第6話:世紀の一戦、あるいは世紀の失言
『世紀の一戦、あるいは世紀の失言』
「世紀の一戦。そのゴングが鳴るまで、あと三十分。現場から、水前寺航がお伝えします」
テレビ画面に映る父さんは、まさに絶頂期にいた。ボクシング世界ヘビー級タイトルマッチ。そのメインキャスターという大役は、彼のアナウンサー人生における最高到達点だった。
だが、その後の数分間が、水前寺家の運命を暗転させた。
「島袋さん、この試合、最愛のご家族も応援していらっしゃることでしょう。……特に、奥様が家出をされてからの初戦、期するものがあるのではないですか?」
一瞬、全世界の空気が凍りついた。
リビングで見守っていた僕たちの呼吸も止まった。画面の中の島袋選手の拳が、ピクリと震える。
「……え? 家出……? 妻が?」
「えっ? あ、いや、失礼。……すでに共有されている情報かと……」
父さんの顔から、サァッと血の気が引いていくのがわかった。島袋選手は、合宿中だから連絡が取れないだけだと信じ込んでいたのだ。
父さんは、知っていた。誰よりも「妻がいない家庭」の崩壊を知っていたからこそ、その情報に過敏になり、無意識に言葉が零れてしまったのだ。
その後の試合は、悲惨なものだった。
「鋼鉄の拳」は見る影もなく、島袋選手は一ラウンド、妻の不在という現実の重みに押し潰されるようにマットに沈んだ。世紀の一戦は、父さんの一言による「虐殺」へと変貌したのだ。
深夜。玄関のドアが、重い音を立てて開いた。
「……ただいま」
入ってきた父さんは、スーツを泥のように引きずっていた。あれほど完璧だった髪型は崩れ、自慢の滑舌は見る影もなく、喉の奥でヒューヒューと乾いた音が鳴っている。

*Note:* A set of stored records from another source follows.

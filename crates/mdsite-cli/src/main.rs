use std::path::PathBuf;
use std::process::ExitCode;

use anyhow::{Context, Result, bail};
use clap::Parser;
use mdsite_config::Config;
use mdsite_engine::{
    Converter,
    site::{Template, build_site},
};

/// Build a static HTML site from a directory of markdown files
#[derive(Parser, Debug)]
#[command(name = "mdsite")]
#[command(version, about, long_about = None)]
struct Cli {
    /// Directory containing markdown sources
    source_dir: Option<PathBuf>,

    /// Directory to write HTML pages into
    dest_dir: Option<PathBuf>,

    /// Directory containing template.html
    template_dir: Option<PathBuf>,

    /// Configuration file path (defaults to ~/.config/mdsite/config.toml)
    #[arg(short, long)]
    config: Option<PathBuf>,

    /// Skip documents with headings deeper than h6 or no content
    #[arg(long)]
    strict: bool,

    /// Enable debug logging
    #[arg(short, long)]
    verbose: bool,
}

/// Effective build settings after merging arguments over the config file.
#[derive(Debug, PartialEq, Eq)]
struct Settings {
    source_dir: PathBuf,
    dest_dir: PathBuf,
    template_dir: Option<PathBuf>,
    strict: bool,
}

fn resolve(cli: Cli, config: Option<Config>) -> Result<Settings> {
    let (cfg_source, cfg_dest, cfg_template, cfg_strict) = match config {
        Some(c) => (Some(c.source_dir), Some(c.dest_dir), c.template_dir, c.strict),
        None => (None, None, None, false),
    };

    let Some(source_dir) = cli.source_dir.or(cfg_source) else {
        bail!("no source directory given and none configured");
    };
    let Some(dest_dir) = cli.dest_dir.or(cfg_dest) else {
        bail!("no destination directory given and none configured");
    };

    Ok(Settings {
        source_dir,
        dest_dir,
        template_dir: cli.template_dir.or(cfg_template),
        strict: cli.strict || cfg_strict,
    })
}

fn load_config(path: Option<&PathBuf>) -> Result<Option<Config>> {
    match path {
        Some(path) => {
            let config = Config::load_from_path(path)?
                .with_context(|| format!("config file {} not found", path.display()))?;
            Ok(Some(config))
        }
        None => Ok(Config::load()?),
    }
}

fn run(cli: Cli) -> Result<()> {
    let config = load_config(cli.config.as_ref())?;
    if config.is_some() {
        log::debug!("Loaded config");
    }
    let settings = resolve(cli, config)?;
    log::info!(
        "Building {} -> {}",
        settings.source_dir.display(),
        settings.dest_dir.display()
    );

    let template = Template::load_or_default(settings.template_dir.as_deref())?;
    let converter = Converter::new()?;
    let report = build_site(
        &settings.source_dir,
        &settings.dest_dir,
        &template,
        &converter,
        settings.strict,
    )?;

    println!("Wrote {} page(s)", report.written.len());
    if !report.rejected.is_empty() {
        println!("Skipped {} document(s):", report.rejected.len());
        for (path, reason) in &report.rejected {
            println!("  {}: {reason}", path.display());
        }
    }
    Ok(())
}

fn main() -> ExitCode {
    let cli = Cli::parse();

    let level = if cli.verbose {
        log::LevelFilter::Debug
    } else {
        log::LevelFilter::Info
    };
    env_logger::Builder::from_default_env()
        .filter_level(level)
        .init();

    match run(cli) {
        Ok(()) => ExitCode::SUCCESS,
        Err(e) => {
            log::error!("{e:#}");
            ExitCode::FAILURE
        }
    }
}
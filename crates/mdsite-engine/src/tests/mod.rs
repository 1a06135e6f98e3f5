use std::fs;
use std::path::PathBuf;
use tempfile::TempDir;

/// Create a temporary directory to hold test sources or output
pub fn create_test_dir() -> TempDir {
    tempfile::tempdir().unwrap()
}

/// Create a test file (and any parent directories) with content
pub fn create_test_file(dir: &TempDir, relative: &str, content: &str) -> PathBuf {
    let file_path = dir.path().join(relative);
    if let Some(parent) = file_path.parent() {
        fs::create_dir_all(parent).unwrap();
    }
    fs::write(&file_path, content).unwrap();
    file_path
}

「パパ、おかえり……。あの、テレビ、観てたよ。その……」
小穂姉ちゃんが声をかけるが、言葉が続かない。
「……僕は、終わりだ。言葉で、人を殺してしまった」
父さんはリビングの床に崩れ落ち、膝を抱えて丸くなった。
「アニキ、立てよ」
譲叔父さんが、ギターも持たずに父の前に立った。
「俺が島袋さんの家に乗り込んで、詫びのバラードを歌ってきてやる。奥さんをステージに連れ戻す。それが、俺なりの、レクイエムだ」
「航。……島袋選手の精神的ダメージを回復させるための『再教育プログラム』を私が作成した。まずは彼に、失われた日常を取り戻させるための授業が必要だ」
佐藤先生も、百科事典を閉じてそう告げた。
二人とも、バカだ。バカだけど、彼らは必死だった。父さんがこのまま「沈黙」の中に消えてしまうのを、何より恐れていた。
そこへ、真菜姉ちゃんが一杯のココアを置いた。
湯気からは、あの懐かしい、母さんが作っていた「砂糖を入れすぎた」甘い匂いがした。
「パパ。あんたは最低なミスをしたわよ。世界中の笑いものよ」
真菜姉ちゃんが、父の震える背中を見つめたまま言った。
「でもね。家出された選手の気持ちが一番わかるのは、あんたでしょ。……島袋さんには、明日、私たちも一緒に謝りに行く。小穂が撮った、パパが掃除機と格闘して転んだ動画を持って。……家族がいないってことが、どれだけ情けなくて、でも、どれだけ必死に生きてるかってこと、見せに行くのよ」
父さんは、ココアのカップを握りしめたまま、声を殺して泣き始めた。
プロのキャスターではなく、ただの、情けない、失敗した父親として。
僕は、その様子をタブレットに記録した。
『我が家のQOL、本日、歴史的暴落。しかし、家族という名のセーフティネットは、ヘビー級のパンチよりもしぶとい。……島袋さん、いつか、僕のパパと、本物のココアを飲んでください』
翌朝、水前寺家には、いつも通りやかましい騒音が響いた。
父さんは、掠れた声で、それでも一文字ずつ丁寧に「おはよう」と繰り返していた。